Insults. Something about sticks and stones and words that never hurt? Well, whoever said that obviously missed all of the good insults. We try and keep it clean around here, but you will find just about everything on this list for your name calling needs.
The Best Insults
I love the way you espresso yourself.
How many horses can you fit in your barn?
This coffee is steaming up my glasses or is that just you?

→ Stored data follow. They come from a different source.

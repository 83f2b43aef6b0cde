//! Per-RDBMS decorators over [`DefaultConverter`].
//!
//! Each wrapper owns the default converter and overrides only what differs on
//! its platform. Everything else, including NULL handling and type guessing,
//! is forwarded untouched.

use serde::Deserialize;

use super::{Converter, DefaultConverter, TYPE_UNKNOWN, TypeFamily, normalize_type};
use crate::context::ConverterContext;
use crate::error::{ConvertError, ConvertResult};
use crate::types::{ArrayConverter, RowConverter};
use crate::value::{RawValue, Value};

/// MySQL has no boolean type: booleans travel as `1`/`0` tinyints.
pub struct MySqlConverter {
    inner: DefaultConverter,
}

impl Default for MySqlConverter {
    fn default() -> Self {
        Self::new()
    }
}

impl MySqlConverter {
    pub fn new() -> Self {
        Self::wrap(DefaultConverter::new())
    }

    pub fn wrap(inner: DefaultConverter) -> Self {
        Self { inner }
    }

    pub fn inner(&self) -> &DefaultConverter {
        &self.inner
    }
}

fn is_boolean(sql_type: &str) -> bool {
    TypeFamily::of(&normalize_type(sql_type)) == Some(TypeFamily::Boolean)
}

impl Converter for MySqlConverter {
    fn from_sql(
        &self,
        sql_type: &str,
        value: RawValue<'_>,
        host_type: Option<&str>,
        ctx: &ConverterContext<'_>,
    ) -> ConvertResult<Value> {
        let zero = matches!(value, RawValue::Text("0") | RawValue::Binary(b"0"));
        if zero && is_boolean(sql_type) && host_type.is_none() {
            return Ok(Value::Bool(false));
        }
        self.inner.from_sql(sql_type, value, host_type, ctx)
    }

    fn to_sql(
        &self,
        value: &Value,
        sql_type: &str,
        host_type: Option<&str>,
        ctx: &ConverterContext<'_>,
    ) -> ConvertResult<Option<String>> {
        let guessed;
        let sql_type = if normalize_type(sql_type) == TYPE_UNKNOWN {
            guessed = self.inner.guess_type(value, ctx);
            guessed.as_str()
        } else {
            sql_type
        };
        let literal = self.inner.to_sql(value, sql_type, host_type, ctx)?;
        if !is_boolean(sql_type) {
            return Ok(literal);
        }
        Ok(literal.map(|text| match text.as_str() {
            "t" => "1".to_string(),
            "f" => "0".to_string(),
            _ => text,
        }))
    }

    fn guess_type(&self, value: &Value, ctx: &ConverterContext<'_>) -> String {
        self.inner.guess_type(value, ctx)
    }

    fn is_type_supported(&self, sql_type: &str, ctx: &ConverterContext<'_>) -> bool {
        self.inner.is_type_supported(sql_type, ctx)
    }
}

/// PostgreSQL: adds array and composite support.
pub struct PgSqlConverter {
    inner: DefaultConverter,
}

impl Default for PgSqlConverter {
    fn default() -> Self {
        Self::new()
    }
}

impl PgSqlConverter {
    pub fn new() -> Self {
        Self::wrap(DefaultConverter::new())
    }

    /// Take ownership of `inner`, registering the structured-value
    /// converters after whatever it already holds.
    pub fn wrap(mut inner: DefaultConverter) -> Self {
        inner.register(ArrayConverter::new());
        inner.register(RowConverter::new());
        Self { inner }
    }

    pub fn inner(&self) -> &DefaultConverter {
        &self.inner
    }
}

impl Converter for PgSqlConverter {
    fn from_sql(
        &self,
        sql_type: &str,
        value: RawValue<'_>,
        host_type: Option<&str>,
        ctx: &ConverterContext<'_>,
    ) -> ConvertResult<Value> {
        self.inner.from_sql(sql_type, value, host_type, ctx)
    }

    fn to_sql(
        &self,
        value: &Value,
        sql_type: &str,
        host_type: Option<&str>,
        ctx: &ConverterContext<'_>,
    ) -> ConvertResult<Option<String>> {
        self.inner.to_sql(value, sql_type, host_type, ctx)
    }

    fn guess_type(&self, value: &Value, ctx: &ConverterContext<'_>) -> String {
        self.inner.guess_type(value, ctx)
    }

    fn is_type_supported(&self, sql_type: &str, ctx: &ConverterContext<'_>) -> bool {
        self.inner.is_type_supported(sql_type, ctx)
    }
}

/// Which decorator to put around the default converter.
#[derive(Debug, Clone, Copy, Default, PartialEq, Eq, Deserialize)]
#[serde(rename_all = "lowercase")]
pub enum Driver {
    Default,
    #[serde(alias = "mariadb")]
    Mysql,
    #[default]
    #[serde(alias = "postgres", alias = "postgresql")]
    Pgsql,
}

impl Driver {
    /// Wrap `converter` for this driver.
    pub fn build(self, converter: DefaultConverter) -> Box<dyn Converter> {
        tracing::debug!("Building {:?} converter", self);
        match self {
            Driver::Default => Box::new(converter),
            Driver::Mysql => Box::new(MySqlConverter::wrap(converter)),
            Driver::Pgsql => Box::new(PgSqlConverter::wrap(converter)),
        }
    }

    /// Driver implied by a connection URL scheme.
    pub fn from_url(url: &str) -> Self {
        match url.split(':').next().unwrap_or_default() {
            "mysql" | "mariadb" => Driver::Mysql,
            "postgres" | "postgresql" => Driver::Pgsql,
            _ => Driver::Default,
        }
    }
}

impl std::str::FromStr for Driver {
    type Err = ConvertError;

    fn from_str(s: &str) -> Result<Self, Self::Err> {
        match s.to_ascii_lowercase().as_str() {
            "default" => Ok(Driver::Default),
            "mysql" | "mariadb" => Ok(Driver::Mysql),
            "pgsql" | "postgres" | "postgresql" => Ok(Driver::Pgsql),
            other => Err(ConvertError::Config(format!("unknown driver '{}'", other))),
        }
    }
}

#[cfg(test)]
mod tests {
    use super::*;

    #[test]
    fn test_mysql_booleans() {
        let mysql = MySqlConverter::new();
        let ctx = ConverterContext::new(&mysql, "UTC", "UTF8").unwrap();

        assert_eq!(mysql.to_sql(&Value::Bool(true), "bool", None, &ctx).unwrap(), Some("1".into()));
        assert_eq!(mysql.to_sql(&Value::Bool(false), "BOOLEAN", None, &ctx).unwrap(), Some("0".into()));
        assert_eq!(mysql.from_sql("bool", RawValue::Text("0"), None, &ctx).unwrap(), Value::Bool(false));
        assert_eq!(mysql.from_sql("bool", RawValue::Text("1"), None, &ctx).unwrap(), Value::Bool(true));
        assert_eq!(mysql.from_sql("bool", RawValue::Binary(b"0"), None, &ctx).unwrap(), Value::Bool(false));
        assert_eq!(mysql.from_sql("bool", RawValue::Binary(b"1"), None, &ctx).unwrap(), Value::Bool(true));
        // Other types are untouched.
        assert_eq!(mysql.to_sql(&Value::Bool(true), "text", None, &ctx).unwrap(), Some("t".into()));
        assert_eq!(mysql.from_sql("int", RawValue::Text("0"), None, &ctx).unwrap(), Value::Int(0));
    }

    #[test]
    fn test_mysql_is_transparent_for_null_and_guessing() {
        let mysql = MySqlConverter::new();
        let ctx = ConverterContext::new(&mysql, "UTC", "UTF8").unwrap();

        assert_eq!(mysql.to_sql(&Value::Null, "bool", None, &ctx).unwrap(), None);
        assert_eq!(mysql.from_sql("bool", RawValue::Null, None, &ctx).unwrap(), Value::Null);
        assert_eq!(mysql.guess_type(&Value::Bool(true), &ctx), "bool");
        assert_eq!(mysql.to_sql(&Value::Bool(true), TYPE_UNKNOWN, None, &ctx).unwrap(), Some("1".into()));
        assert_eq!(mysql.to_sql(&Value::Int(1), TYPE_UNKNOWN, None, &ctx).unwrap(), Some("1".into()));
    }

    #[test]
    fn test_pgsql_registers_structured_converters() {
        let pgsql = PgSqlConverter::new();
        assert_eq!(pgsql.inner().registry().names(), vec!["date", "interval", "array", "row"]);

        let ctx = ConverterContext::new(&pgsql, "UTC", "UTF8").unwrap();
        assert!(pgsql.is_type_supported("_text", &ctx));
        assert!(pgsql.is_type_supported("record", &ctx));

        let plain = DefaultConverter::new();
        let ctx = ConverterContext::new(&plain, "UTC", "UTF8").unwrap();
        assert!(!plain.is_type_supported("_text", &ctx));
        assert!(matches!(
            plain.from_sql("_text", RawValue::Text("{a}"), None, &ctx),
            Err(ConvertError::UnsupportedType(_))
        ));
    }

    #[test]
    fn test_driver_selection() {
        assert_eq!("MySQL".parse::<Driver>().unwrap(), Driver::Mysql);
        assert_eq!("postgres".parse::<Driver>().unwrap(), Driver::Pgsql);
        assert!("oracle".parse::<Driver>().is_err());
        assert_eq!(Driver::from_url("postgres://localhost/db"), Driver::Pgsql);
        assert_eq!(Driver::from_url("sqlite::memory:"), Driver::Default);

        let converter = Driver::Mysql.build(DefaultConverter::new());
        let ctx = ConverterContext::new(converter.as_ref(), "UTC", "UTF8").unwrap();
        assert_eq!(
            converter.to_sql(&Value::Bool(true), "bool", None, &ctx).unwrap(),
            Some("1".into())
        );
    }
}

Hold the sugar please, you're sweet enough for the both of us.
What did the bald man say when he got a comb for Christmas? Thanks, I'll never part with it
I would love to see the way you farm.
The back seat of my new Dodge lays right down.
Are you a hitter? Because you're killing it.
Your car's exhaust emits a toxic cloud of pollution, contributing to the slow demise of our planet.
Are you a tip? Cause you've got me on my toes!
Your car's engine is a pathetic excuse for power, wheezing and struggling like a dying animal.
You're going to look so good bound and gagged in our meat locker.
Hello, I am a thief and I am here to steal this dance.
If I were Peter Pan, dancing with you would be my happy thought.
When should you feed reindeer milk to a baby? When it's a baby reindeer
The interior of your car is a cesspool of filth and neglect, a breeding ground for bacteria and regret.
Your car's acceleration is slower than a snail on tranquilizers, a true embodiment of sluggishness.
You're not the person you used to be, and you never were.
You wanna ride to starbucks? Cause I like a little cream in my coffee.
Girl you be the 6, I'll be the 9, that's only time you'll be less than a dime.